▶ **What you will do**: Only the number is needed: how many lines of the records include "impl"?

Stored data
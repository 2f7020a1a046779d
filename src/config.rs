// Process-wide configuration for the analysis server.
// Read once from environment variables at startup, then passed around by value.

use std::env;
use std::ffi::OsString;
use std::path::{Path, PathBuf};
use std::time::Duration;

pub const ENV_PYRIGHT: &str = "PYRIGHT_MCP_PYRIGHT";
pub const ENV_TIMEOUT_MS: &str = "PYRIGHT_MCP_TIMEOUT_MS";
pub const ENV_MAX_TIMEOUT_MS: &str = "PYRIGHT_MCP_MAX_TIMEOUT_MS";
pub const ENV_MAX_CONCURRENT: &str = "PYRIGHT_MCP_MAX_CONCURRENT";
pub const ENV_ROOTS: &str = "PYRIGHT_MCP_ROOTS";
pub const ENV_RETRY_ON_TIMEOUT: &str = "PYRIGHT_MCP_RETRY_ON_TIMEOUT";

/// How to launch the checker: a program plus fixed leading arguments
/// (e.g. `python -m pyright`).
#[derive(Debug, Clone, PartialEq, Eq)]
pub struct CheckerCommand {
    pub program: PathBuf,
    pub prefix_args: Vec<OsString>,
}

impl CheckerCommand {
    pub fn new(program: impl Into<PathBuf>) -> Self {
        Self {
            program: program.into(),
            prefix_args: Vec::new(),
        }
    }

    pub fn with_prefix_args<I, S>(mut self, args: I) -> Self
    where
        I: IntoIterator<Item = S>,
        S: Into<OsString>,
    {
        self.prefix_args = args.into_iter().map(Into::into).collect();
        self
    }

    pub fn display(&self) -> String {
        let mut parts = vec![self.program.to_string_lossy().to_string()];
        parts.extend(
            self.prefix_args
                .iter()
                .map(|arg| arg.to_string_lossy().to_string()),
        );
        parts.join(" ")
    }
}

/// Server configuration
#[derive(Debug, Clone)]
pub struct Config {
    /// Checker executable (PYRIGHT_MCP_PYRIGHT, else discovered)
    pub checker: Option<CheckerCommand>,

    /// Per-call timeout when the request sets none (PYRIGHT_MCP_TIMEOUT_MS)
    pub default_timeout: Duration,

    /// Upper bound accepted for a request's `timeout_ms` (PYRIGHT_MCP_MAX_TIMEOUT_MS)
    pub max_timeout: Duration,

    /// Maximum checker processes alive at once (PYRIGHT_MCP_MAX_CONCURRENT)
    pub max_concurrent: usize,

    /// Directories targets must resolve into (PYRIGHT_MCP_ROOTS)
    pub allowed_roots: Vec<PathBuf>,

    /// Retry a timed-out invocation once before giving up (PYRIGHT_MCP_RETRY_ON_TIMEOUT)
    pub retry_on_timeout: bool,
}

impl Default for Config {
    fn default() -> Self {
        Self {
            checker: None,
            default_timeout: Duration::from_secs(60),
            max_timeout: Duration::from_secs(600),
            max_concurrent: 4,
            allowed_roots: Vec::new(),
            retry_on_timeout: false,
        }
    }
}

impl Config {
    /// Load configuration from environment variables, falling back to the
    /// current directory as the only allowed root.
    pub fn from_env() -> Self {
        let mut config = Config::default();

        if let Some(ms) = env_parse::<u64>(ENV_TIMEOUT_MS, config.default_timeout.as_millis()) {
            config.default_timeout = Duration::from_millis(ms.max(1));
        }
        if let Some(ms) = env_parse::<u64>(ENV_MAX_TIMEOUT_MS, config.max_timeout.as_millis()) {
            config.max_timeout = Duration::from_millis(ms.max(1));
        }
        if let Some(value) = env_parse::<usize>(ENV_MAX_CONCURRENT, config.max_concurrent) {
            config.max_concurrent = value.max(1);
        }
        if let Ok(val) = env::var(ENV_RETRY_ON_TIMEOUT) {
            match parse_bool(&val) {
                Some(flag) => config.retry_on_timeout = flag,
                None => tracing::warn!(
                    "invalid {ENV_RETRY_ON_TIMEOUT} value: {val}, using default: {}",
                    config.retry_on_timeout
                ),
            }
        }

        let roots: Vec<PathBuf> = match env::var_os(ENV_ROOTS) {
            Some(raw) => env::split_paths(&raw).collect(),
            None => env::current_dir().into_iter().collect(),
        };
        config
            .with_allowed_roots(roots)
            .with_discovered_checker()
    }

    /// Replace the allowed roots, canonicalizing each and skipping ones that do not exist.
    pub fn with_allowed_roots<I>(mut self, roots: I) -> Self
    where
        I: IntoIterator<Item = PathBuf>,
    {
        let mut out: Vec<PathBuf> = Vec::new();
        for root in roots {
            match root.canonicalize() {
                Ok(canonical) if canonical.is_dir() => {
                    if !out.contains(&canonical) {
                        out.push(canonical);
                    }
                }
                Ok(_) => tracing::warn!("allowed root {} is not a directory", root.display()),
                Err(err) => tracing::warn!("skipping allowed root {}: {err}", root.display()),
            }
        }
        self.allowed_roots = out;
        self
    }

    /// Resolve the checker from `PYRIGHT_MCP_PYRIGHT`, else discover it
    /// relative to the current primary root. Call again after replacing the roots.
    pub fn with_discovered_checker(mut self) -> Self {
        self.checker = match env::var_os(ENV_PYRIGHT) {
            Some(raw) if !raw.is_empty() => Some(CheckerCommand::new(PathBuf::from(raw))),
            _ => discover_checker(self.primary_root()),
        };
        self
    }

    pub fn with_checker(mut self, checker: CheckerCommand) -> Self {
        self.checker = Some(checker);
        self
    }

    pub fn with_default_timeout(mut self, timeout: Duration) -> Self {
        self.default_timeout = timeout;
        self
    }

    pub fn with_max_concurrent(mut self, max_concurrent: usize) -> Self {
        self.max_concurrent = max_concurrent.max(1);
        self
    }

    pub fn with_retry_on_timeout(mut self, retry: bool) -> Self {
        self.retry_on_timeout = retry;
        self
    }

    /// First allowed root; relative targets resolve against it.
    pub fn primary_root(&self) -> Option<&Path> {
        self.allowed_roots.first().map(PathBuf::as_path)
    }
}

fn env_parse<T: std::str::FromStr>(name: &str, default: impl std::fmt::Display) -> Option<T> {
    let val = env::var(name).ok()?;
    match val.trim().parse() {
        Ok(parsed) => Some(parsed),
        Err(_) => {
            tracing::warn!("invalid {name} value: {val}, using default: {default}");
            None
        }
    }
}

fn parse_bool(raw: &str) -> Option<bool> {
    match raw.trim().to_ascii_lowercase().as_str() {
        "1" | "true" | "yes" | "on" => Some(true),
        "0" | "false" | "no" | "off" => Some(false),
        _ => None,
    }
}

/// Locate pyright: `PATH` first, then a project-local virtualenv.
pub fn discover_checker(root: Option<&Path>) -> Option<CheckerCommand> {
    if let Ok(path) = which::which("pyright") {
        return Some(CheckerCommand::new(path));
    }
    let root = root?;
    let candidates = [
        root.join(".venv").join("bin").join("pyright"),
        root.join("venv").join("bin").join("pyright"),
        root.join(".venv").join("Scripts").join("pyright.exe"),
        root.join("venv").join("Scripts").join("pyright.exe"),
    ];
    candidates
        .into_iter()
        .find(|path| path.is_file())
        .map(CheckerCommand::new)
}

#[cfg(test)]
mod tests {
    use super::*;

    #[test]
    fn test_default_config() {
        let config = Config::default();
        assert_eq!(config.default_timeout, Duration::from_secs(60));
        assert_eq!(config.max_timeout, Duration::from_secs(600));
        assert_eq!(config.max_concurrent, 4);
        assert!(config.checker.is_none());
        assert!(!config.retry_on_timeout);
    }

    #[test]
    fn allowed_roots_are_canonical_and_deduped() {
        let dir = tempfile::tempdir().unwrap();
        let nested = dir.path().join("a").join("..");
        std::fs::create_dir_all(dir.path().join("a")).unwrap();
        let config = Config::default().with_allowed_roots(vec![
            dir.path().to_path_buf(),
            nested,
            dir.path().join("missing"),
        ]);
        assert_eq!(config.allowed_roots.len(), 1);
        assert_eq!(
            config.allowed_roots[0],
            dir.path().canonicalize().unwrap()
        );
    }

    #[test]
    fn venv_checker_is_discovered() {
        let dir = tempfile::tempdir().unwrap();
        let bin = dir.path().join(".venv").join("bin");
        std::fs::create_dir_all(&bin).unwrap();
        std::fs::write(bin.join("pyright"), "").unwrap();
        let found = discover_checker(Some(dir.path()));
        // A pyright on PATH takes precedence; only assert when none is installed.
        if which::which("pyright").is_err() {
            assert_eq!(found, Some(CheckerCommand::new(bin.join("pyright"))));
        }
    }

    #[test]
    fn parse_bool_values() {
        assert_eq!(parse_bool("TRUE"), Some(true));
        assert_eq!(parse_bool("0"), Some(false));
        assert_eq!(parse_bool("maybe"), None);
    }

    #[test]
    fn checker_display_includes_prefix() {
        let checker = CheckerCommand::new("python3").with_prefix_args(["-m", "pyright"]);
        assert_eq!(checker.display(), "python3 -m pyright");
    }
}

▶ **Reply**: 5